(Beginning of Data excerpts)
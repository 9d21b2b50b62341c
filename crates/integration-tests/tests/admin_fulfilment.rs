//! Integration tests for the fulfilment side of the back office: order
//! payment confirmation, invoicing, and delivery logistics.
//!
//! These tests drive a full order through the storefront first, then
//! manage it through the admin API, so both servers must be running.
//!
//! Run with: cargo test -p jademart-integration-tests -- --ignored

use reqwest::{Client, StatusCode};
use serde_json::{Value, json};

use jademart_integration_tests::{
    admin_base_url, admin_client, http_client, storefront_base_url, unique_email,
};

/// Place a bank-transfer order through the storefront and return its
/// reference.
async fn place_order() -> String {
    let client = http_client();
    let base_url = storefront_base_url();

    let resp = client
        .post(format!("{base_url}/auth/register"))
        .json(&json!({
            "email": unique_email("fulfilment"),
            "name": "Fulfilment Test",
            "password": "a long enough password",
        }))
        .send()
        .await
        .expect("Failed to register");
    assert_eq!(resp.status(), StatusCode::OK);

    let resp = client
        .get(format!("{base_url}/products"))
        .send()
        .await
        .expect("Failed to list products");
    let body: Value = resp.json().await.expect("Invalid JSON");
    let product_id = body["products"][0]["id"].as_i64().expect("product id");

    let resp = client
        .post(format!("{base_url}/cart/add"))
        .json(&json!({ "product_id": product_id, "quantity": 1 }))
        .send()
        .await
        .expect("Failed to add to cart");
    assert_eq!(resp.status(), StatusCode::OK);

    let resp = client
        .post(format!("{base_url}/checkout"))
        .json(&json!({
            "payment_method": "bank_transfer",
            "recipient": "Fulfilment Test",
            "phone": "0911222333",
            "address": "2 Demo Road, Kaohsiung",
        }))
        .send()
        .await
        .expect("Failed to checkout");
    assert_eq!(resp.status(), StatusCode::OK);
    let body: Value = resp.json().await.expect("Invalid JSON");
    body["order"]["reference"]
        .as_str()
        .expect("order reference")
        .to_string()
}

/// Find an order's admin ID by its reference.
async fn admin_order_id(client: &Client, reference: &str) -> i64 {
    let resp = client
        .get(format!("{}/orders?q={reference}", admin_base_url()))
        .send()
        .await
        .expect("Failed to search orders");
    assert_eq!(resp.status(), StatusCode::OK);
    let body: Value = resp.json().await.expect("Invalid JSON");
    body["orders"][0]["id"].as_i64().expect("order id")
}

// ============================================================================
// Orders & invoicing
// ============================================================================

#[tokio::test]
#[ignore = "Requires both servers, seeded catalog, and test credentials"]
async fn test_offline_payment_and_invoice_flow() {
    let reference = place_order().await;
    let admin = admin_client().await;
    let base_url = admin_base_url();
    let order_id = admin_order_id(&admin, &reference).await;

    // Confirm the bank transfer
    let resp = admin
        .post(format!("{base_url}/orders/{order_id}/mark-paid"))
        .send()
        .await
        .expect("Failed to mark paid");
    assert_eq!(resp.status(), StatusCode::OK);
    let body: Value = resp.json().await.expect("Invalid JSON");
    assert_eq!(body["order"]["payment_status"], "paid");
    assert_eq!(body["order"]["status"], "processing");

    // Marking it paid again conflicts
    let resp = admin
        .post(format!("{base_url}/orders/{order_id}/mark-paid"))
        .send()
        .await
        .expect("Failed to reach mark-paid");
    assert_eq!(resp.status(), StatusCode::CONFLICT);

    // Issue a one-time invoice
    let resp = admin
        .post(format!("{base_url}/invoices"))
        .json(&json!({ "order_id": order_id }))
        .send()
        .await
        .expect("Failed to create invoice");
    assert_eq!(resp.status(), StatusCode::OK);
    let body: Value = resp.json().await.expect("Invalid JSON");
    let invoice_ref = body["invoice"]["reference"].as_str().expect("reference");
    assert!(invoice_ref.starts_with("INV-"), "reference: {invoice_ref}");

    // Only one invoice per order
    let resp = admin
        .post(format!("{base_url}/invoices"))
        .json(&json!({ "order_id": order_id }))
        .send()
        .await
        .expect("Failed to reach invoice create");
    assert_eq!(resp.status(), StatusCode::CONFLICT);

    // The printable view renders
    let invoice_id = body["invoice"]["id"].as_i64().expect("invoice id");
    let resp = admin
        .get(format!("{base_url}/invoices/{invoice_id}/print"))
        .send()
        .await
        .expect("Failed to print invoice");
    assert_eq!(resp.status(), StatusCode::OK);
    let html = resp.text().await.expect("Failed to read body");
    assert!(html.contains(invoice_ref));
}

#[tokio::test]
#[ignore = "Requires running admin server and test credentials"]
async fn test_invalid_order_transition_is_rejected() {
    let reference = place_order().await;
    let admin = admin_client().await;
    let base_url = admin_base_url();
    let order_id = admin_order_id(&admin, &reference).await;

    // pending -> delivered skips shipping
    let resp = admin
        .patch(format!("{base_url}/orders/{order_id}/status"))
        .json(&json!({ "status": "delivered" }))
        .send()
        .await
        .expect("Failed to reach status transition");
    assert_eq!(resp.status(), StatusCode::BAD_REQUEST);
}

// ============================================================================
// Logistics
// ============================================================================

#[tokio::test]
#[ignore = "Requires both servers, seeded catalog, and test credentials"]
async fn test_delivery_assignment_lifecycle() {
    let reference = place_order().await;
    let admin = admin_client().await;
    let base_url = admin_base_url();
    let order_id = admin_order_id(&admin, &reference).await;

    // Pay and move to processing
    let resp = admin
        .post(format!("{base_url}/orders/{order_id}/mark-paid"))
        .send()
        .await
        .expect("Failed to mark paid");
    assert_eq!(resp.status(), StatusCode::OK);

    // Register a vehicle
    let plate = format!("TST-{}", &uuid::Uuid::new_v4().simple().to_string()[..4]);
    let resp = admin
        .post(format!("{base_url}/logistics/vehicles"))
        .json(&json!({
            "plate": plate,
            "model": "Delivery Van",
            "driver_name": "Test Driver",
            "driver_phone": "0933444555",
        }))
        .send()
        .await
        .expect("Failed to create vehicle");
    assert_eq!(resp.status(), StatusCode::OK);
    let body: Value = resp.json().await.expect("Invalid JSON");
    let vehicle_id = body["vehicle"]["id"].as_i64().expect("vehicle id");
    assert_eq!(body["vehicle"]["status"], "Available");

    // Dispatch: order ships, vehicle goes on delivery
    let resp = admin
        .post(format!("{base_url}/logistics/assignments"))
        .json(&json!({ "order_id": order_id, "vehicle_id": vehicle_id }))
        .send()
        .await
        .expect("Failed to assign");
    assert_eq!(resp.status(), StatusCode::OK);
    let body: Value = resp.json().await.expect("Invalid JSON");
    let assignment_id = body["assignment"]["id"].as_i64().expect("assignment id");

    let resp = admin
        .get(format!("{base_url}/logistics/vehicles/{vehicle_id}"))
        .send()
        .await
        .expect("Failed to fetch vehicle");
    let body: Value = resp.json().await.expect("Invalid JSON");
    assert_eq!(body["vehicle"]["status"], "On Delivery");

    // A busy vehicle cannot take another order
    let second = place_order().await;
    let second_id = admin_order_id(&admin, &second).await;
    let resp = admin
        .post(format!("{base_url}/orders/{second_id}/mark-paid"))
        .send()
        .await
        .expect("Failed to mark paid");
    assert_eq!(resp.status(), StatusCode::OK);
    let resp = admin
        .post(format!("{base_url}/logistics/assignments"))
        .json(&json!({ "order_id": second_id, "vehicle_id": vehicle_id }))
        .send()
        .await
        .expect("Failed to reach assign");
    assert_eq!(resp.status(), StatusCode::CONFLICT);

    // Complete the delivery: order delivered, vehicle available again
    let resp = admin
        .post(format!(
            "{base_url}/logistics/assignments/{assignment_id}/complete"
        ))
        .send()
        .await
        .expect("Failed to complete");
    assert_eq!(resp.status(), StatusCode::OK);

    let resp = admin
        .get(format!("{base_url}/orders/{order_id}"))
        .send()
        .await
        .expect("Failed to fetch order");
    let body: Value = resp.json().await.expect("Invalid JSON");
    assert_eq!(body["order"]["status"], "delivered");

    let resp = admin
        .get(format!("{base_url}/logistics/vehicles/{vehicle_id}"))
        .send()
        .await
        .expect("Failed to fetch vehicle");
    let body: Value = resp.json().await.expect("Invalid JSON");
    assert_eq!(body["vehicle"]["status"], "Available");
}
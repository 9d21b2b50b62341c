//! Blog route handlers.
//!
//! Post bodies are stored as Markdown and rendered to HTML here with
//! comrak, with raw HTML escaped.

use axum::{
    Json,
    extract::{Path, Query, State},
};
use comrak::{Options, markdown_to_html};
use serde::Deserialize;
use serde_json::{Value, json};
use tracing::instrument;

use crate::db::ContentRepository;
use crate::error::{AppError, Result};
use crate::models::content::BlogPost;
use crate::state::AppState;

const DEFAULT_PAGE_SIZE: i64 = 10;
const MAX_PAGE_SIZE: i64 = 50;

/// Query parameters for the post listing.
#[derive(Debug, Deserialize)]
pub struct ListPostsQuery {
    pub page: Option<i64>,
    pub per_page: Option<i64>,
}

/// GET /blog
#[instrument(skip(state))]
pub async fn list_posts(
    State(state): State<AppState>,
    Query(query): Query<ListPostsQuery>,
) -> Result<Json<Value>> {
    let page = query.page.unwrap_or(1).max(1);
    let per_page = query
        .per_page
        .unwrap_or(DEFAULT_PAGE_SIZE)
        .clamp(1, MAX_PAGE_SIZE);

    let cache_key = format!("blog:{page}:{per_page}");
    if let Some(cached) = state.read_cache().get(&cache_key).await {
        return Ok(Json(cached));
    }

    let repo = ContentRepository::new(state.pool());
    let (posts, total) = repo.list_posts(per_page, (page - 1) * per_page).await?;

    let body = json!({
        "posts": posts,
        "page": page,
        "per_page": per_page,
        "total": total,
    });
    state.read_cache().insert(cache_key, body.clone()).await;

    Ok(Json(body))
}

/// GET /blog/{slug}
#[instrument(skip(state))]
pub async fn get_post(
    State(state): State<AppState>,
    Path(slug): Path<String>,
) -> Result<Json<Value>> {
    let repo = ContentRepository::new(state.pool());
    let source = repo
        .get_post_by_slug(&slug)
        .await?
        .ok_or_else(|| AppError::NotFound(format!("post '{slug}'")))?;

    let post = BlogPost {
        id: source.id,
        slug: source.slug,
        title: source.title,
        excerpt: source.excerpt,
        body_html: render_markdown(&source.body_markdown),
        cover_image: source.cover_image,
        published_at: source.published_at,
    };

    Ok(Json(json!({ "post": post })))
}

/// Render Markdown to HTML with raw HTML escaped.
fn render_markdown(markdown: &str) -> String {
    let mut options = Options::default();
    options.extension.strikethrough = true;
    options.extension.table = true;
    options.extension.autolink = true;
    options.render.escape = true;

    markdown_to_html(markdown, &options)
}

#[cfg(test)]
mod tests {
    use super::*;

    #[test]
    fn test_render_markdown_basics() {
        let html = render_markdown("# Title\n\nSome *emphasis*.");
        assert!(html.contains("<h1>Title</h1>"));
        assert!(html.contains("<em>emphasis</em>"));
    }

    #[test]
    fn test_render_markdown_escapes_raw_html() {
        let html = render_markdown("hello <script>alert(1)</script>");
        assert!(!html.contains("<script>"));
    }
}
(End of Data excerpts)
__Directions__
Could you retype exactly the lines from the one containing "options.extension.autolink = true;" through the final line of the data above, and no others?

__Expected output__
    options.extension.autolink = true;
    options.render.escape = true;

    markdown_to_html(markdown, &options)
}

#[cfg(test)]
mod tests {
    use super::*;

    #[test]
    fn test_render_markdown_basics() {
        let html = render_markdown("# Title\n\nSome *emphasis*.");
        assert!(html.contains("<h1>Title</h1>"));
        assert!(html.contains("<em>emphasis</em>"));
    }

    #[test]
    fn test_render_markdown_escapes_raw_html() {
        let html = render_markdown("hello <script>alert(1)</script>");
        assert!(!html.contains("<script>"));
    }
}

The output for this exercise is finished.